A very interesting finding! I find it very useful. Thank you very much,

phymhan commented 1 year ago

Thanks! Very interesting results! Briefly tried this with NeRF model, not sure if it is clearly helpful. Here are some results I got:

Hamburger, with -O option, baseline

with dynamic thresholding

Pineapple, with -O2 option, baseline

with dynamic thresholding

For all these experiments, I perform one-step gradient descent on noise_pred in the direction where the mse loss between predicted x0 and its thresholded version is minimized. Alternatively, I also tried to compute a new noise_pred from the thresholded predicted x0, but that does not seem to work.

jenkspt commented 1 year ago

What exactly did you try? It's unclear to me how to translate static/dynamic thresholding to the NeRF model.

phymhan commented 1 year ago

This is what I tried: https://github.com/phymhan/stable-dreamfusion/blob/dcd7fc0557d32d611fc228f890bdaf1245880395/nerf/sd.py#L129 Basically I use noise_pred to get the current estimate of x0, then perform one step gradient descent on noise_pred to make it closer to thresholded x0.

jenkspt commented 1 year ago

Interesting, I would expect this:

I also tried to compute a new noise_pred from the thresholded predicted x0, but that does not seem to work

to produce at least comparable samples to the original

phymhan commented 1 year ago

Yep, that is weird. Will do more tests on this.

huanranchen commented 10 months ago

It seems impossible to do this in RGB space.
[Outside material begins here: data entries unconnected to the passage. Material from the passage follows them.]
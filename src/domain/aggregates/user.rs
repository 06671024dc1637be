//! User Aggregate

use chrono::{DateTime, Utc};
use serde::{Deserialize, Serialize};
use sqlx::types::Json;
use std::fmt;
use uuid::Uuid;
use validator::Validate;

#[derive(Clone, Copy, Debug, Default, PartialEq, Eq, Hash, Serialize, Deserialize, sqlx::Type)]
#[sqlx(type_name = "user_role", rename_all = "snake_case")]
#[serde(rename_all = "snake_case")]
pub enum Role {
    Admin,
    Wholesaler,
    #[default]
    Customer,
}

impl Role {
    pub fn as_str(&self) -> &'static str {
        match self { Self::Admin => "admin", Self::Wholesaler => "wholesaler", Self::Customer => "customer" }
    }
}

impl fmt::Display for Role {
    fn fmt(&self, f: &mut fmt::Formatter<'_>) -> fmt::Result { f.write_str(self.as_str()) }
}

#[derive(Clone, Debug, Default, PartialEq, Eq, Serialize, Deserialize, Validate)]
#[serde(rename_all = "camelCase")]
pub struct Address {
    #[serde(default)]
    #[validate(length(max = 200))]
    pub street: String,
    #[serde(default)]
    #[validate(length(max = 100))]
    pub city: String,
    #[serde(default)]
    #[validate(length(max = 100))]
    pub state: String,
    #[serde(default)]
    #[validate(length(max = 10))]
    pub pin_code: String,
    #[serde(default = "default_country")]
    pub country: String,
}

pub fn default_country() -> String { "India".to_string() }

#[derive(Clone, Debug, Serialize, sqlx::FromRow)]
#[serde(rename_all = "camelCase")]
pub struct User {
    pub id: Uuid,
    pub name: String,
    pub email: String,
    #[serde(skip_serializing)]
    pub password_hash: String,
    pub role: Role,
    pub phone: Option<String>,
    pub whatsapp_number: Option<String>,
    pub address: Option<Json<Address>>,
    pub business_name: Option<String>,
    pub business_license: Option<String>,
    pub is_approved: bool,
    pub is_active: bool,
    #[serde(skip_serializing)]
    pub refresh_token_digest: Option<String>,
    pub avatar: String,
    pub created_at: DateTime<Utc>,
    pub updated_at: DateTime<Utc>,
}

/// Why an otherwise valid credential may not sign in.
#[derive(Debug, Clone, Copy, PartialEq, Eq)]
pub enum LoginBlock { Deactivated, PendingApproval }

impl User {
    pub fn is(&self, role: Role) -> bool { self.role == role }

    pub fn login_block(&self) -> Option<LoginBlock> {
        if !self.is_active { return Some(LoginBlock::Deactivated); }
        if self.role == Role::Wholesaler && !self.is_approved { return Some(LoginBlock::PendingApproval); }
        None
    }

    /// Owner of a resource, or an admin.
    pub fn may_manage(&self, owner_id: Uuid) -> bool { self.role == Role::Admin || self.id == owner_id }
}

/// Normalizes an email the way the unique index expects it.
pub fn normalize_email(email: &str) -> String { email.trim().to_lowercase() }

#[cfg(test)]
pub(crate) fn sample_user(role: Role) -> User {
    let now = Utc::now();
    User {
        id: Uuid::now_v7(), name: "Ravi Kumar".into(), email: "ravi@example.in".into(),
        password_hash: "$argon2id$stub".into(), role, phone: Some("+919812345678".into()), whatsapp_number: None,
        address: None, business_name: None, business_license: None, is_approved: role != Role::Wholesaler,
        is_active: true, refresh_token_digest: Some("digest".into()), avatar: String::new(),
        created_at: now, updated_at: now,
    }
}

#[cfg(test)]
mod tests {
    use super::*;

    #[test]
    fn test_serialization_hides_secrets() {
        let json = serde_json::to_value(sample_user(Role::Customer)).unwrap();
        assert!(json.get("passwordHash").is_none());
        assert!(json.get("refreshTokenDigest").is_none());
        assert_eq!(json["role"], "customer");
        assert_eq!(json["isActive"], true);
    }

    #[test]
    fn test_login_blocks() {
        let mut dealer = sample_user(Role::Wholesaler);
        assert_eq!(dealer.login_block(), Some(LoginBlock::PendingApproval));
        dealer.is_approved = true;
        assert_eq!(dealer.login_block(), None);
        dealer.is_active = false;
        assert_eq!(dealer.login_block(), Some(LoginBlock::Deactivated));
    }

    #[test]
    fn test_may_manage() {
        let dealer = sample_user(Role::Wholesaler);
        let admin = sample_user(Role::Admin);
        assert!(dealer.may_manage(dealer.id));
        assert!(!dealer.may_manage(Uuid::now_v7()));
        assert!(admin.may_manage(dealer.id));
    }

    #[test]
    fn test_address_country_default() {
        let a: Address = serde_json::from_str(r#"{"city":"Pune"}"#).unwrap();
        assert_eq!(a.country, "India");
        assert_eq!(a.city, "Pune");
    }

    #[test]
    fn test_normalize_email() { assert_eq!(normalize_email("  Ravi@Example.IN "), "ravi@example.in"); }
}
//! HTTP-facing error type.
//!
//! Every handler returns `Result<_, ApiError>`. Each variant maps to one
//! status code and renders as `{"message": ..., "errors"?: [...], "code"?: ...}`.
//! Server-side failures are logged in full and answered with a generic message.

use axum::{
    http::StatusCode,
    response::{IntoResponse, Response},
    Json,
};
use serde_json::json;
use thiserror::Error;
use validator::{ValidationErrors, ValidationErrorsKind};

use crate::auth::TokenError;
use crate::MarketError;

pub type ApiResult<T> = std::result::Result<T, ApiError>;

#[derive(Debug, Error)]
pub enum ApiError {
    #[error("Validation error")]
    Validation(Vec<String>),

    #[error("{0}")]
    BadRequest(String),

    #[error("{0}")]
    Unauthorized(String),

    #[error("Token expired.")]
    TokenExpired,

    #[error("{0}")]
    Forbidden(String),

    #[error("{0}")]
    NotFound(String),

    #[error("{0}")]
    Conflict(String),

    #[error("Too many requests, please try again later.")]
    TooManyRequests,

    #[error("Payment gateway error: {0}")]
    Gateway(String),

    #[error("{0}")]
    Unavailable(String),

    #[error("Database error: {0}")]
    Database(sqlx::Error),

    #[error("Internal error: {0}")]
    Internal(String),
}

impl ApiError {
    pub fn not_found(what: &str) -> Self { Self::NotFound(format!("{what} not found.")) }
    pub fn not_authorized() -> Self { Self::Forbidden("Not authorized.".to_string()) }

    pub fn status_code(&self) -> StatusCode {
        match self {
            Self::Validation(_) | Self::BadRequest(_) => StatusCode::BAD_REQUEST,
            Self::Unauthorized(_) | Self::TokenExpired => StatusCode::UNAUTHORIZED,
            Self::Forbidden(_) => StatusCode::FORBIDDEN,
            Self::NotFound(_) => StatusCode::NOT_FOUND,
            Self::Conflict(_) => StatusCode::CONFLICT,
            Self::TooManyRequests => StatusCode::TOO_MANY_REQUESTS,
            Self::Gateway(_) => StatusCode::BAD_GATEWAY,
            Self::Unavailable(_) => StatusCode::SERVICE_UNAVAILABLE,
            Self::Database(_) | Self::Internal(_) => StatusCode::INTERNAL_SERVER_ERROR,
        }
    }

    fn user_message(&self) -> String {
        match self {
            Self::Database(_) | Self::Internal(_) => "Internal server error".to_string(),
            Self::Gateway(_) => "Payment service temporarily unavailable".to_string(),
            other => other.to_string(),
        }
    }
}

impl IntoResponse for ApiError {
    fn into_response(self) -> Response {
        let status = self.status_code();
        if status.is_server_error() {
            tracing::error!("Server error: {}", self);
        } else {
            tracing::debug!("Client error: {}", self);
        }

        let mut body = json!({ "message": self.user_message() });
        match &self {
            Self::Validation(errors) => body["errors"] = json!(errors),
            Self::TokenExpired => body["code"] = json!("TOKEN_EXPIRED"),
            _ => {}
        }
        (status, Json(body)).into_response()
    }
}

/// Unique violations become 409 naming the field, like `email already exists.`
impl From<sqlx::Error> for ApiError {
    fn from(err: sqlx::Error) -> Self {
        if let sqlx::Error::Database(db) = &err {
            if db.code().as_deref() == Some("23505") {
                let field = db.constraint().and_then(constraint_field).unwrap_or("record");
                return ApiError::Conflict(format!("{field} already exists."));
            }
        }
        ApiError::Database(err)
    }
}

const TABLES: [&str; 7] = ["cart_items", "categories", "complaints", "products", "orders", "users", "chats"];

/// `users_email_key` -> `email`, `cart_items_user_id_product_id_key` -> `user_id_product_id`
fn constraint_field(constraint: &str) -> Option<&str> {
    let trimmed = constraint.strip_suffix("_key")?;
    TABLES
        .iter()
        .find_map(|table| trimmed.strip_prefix(*table)?.strip_prefix('_'))
        .or_else(|| trimmed.split_once('_').map(|(_, field)| field))
}

impl From<MarketError> for ApiError {
    fn from(err: MarketError) -> Self {
        match err {
            MarketError::ProductNotFound(_) | MarketError::CartItemNotFound => ApiError::NotFound(err.to_string()),
            _ => ApiError::BadRequest(err.to_string()),
        }
    }
}

impl From<TokenError> for ApiError {
    fn from(err: TokenError) -> Self {
        match err {
            TokenError::Expired => ApiError::TokenExpired,
            TokenError::Invalid(_) => ApiError::Unauthorized("Invalid token.".to_string()),
            TokenError::Signing(e) => ApiError::Internal(e),
        }
    }
}

impl From<ValidationErrors> for ApiError {
    fn from(errors: ValidationErrors) -> Self {
        let mut messages = Vec::new();
        collect_messages("", &errors, &mut messages);
        messages.sort();
        ApiError::Validation(messages)
    }
}

fn collect_messages(prefix: &str, errors: &ValidationErrors, out: &mut Vec<String>) {
    for (field, kind) in errors.errors() {
        let path = if prefix.is_empty() { field.to_string() } else { format!("{prefix}.{field}") };
        match kind {
            ValidationErrorsKind::Field(list) => out.extend(list.iter().map(|e| match &e.message {
                Some(msg) => msg.to_string(),
                None => format!("{path} is invalid ({})", e.code),
            })),
            ValidationErrorsKind::Struct(inner) => collect_messages(&path, inner, out),
            ValidationErrorsKind::List(items) => {
                for (idx, inner) in items {
                    collect_messages(&format!("{path}[{idx}]"), inner, out);
                }
            }
        }
    }
}

impl From<anyhow::Error> for ApiError {
    fn from(err: anyhow::Error) -> Self { ApiError::Internal(err.to_string()) }
}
Have someone succeeded to do this?

qiminchen commented 1 month ago

Based on the latest repo, I tried to add azimuth to the text prompt, e.g. azimuth = 0, 90, 180 gives front, side, back view of the chair, however, if azimuth is in between, e.g azimuth=120, the result still looks like side view instead of something like 2/3 side and 1/3 back based on the interpolation. I wonder what is the reason here?

import math
from tqdm import tqdm
import torch
import torch.nn as nn
from guidance.sd_utils import StableDiffusion, seed_everything
from torch.optim.lr_scheduler import LambdaLR

import matplotlib.pyplot as plt

def get_cosine_schedule_with_warmup(optimizer, num_warmup_steps, num_training_steps, num_cycles: float = 0.5):

    def lr_lambda(current_step):
        if current_step < num_warmup_steps:
            return float(current_step) / float(max(1, num_warmup_steps))
        progress = float(current_step - num_warmup_steps) / float(max(1, num_training_steps - num_warmup_steps))
        return max(0.0, 0.5 * (1.0 + math.cos(math.pi * float(num_cycles) * 2.0 * progress)))

    return LambdaLR(optimizer, lr_lambda, -1)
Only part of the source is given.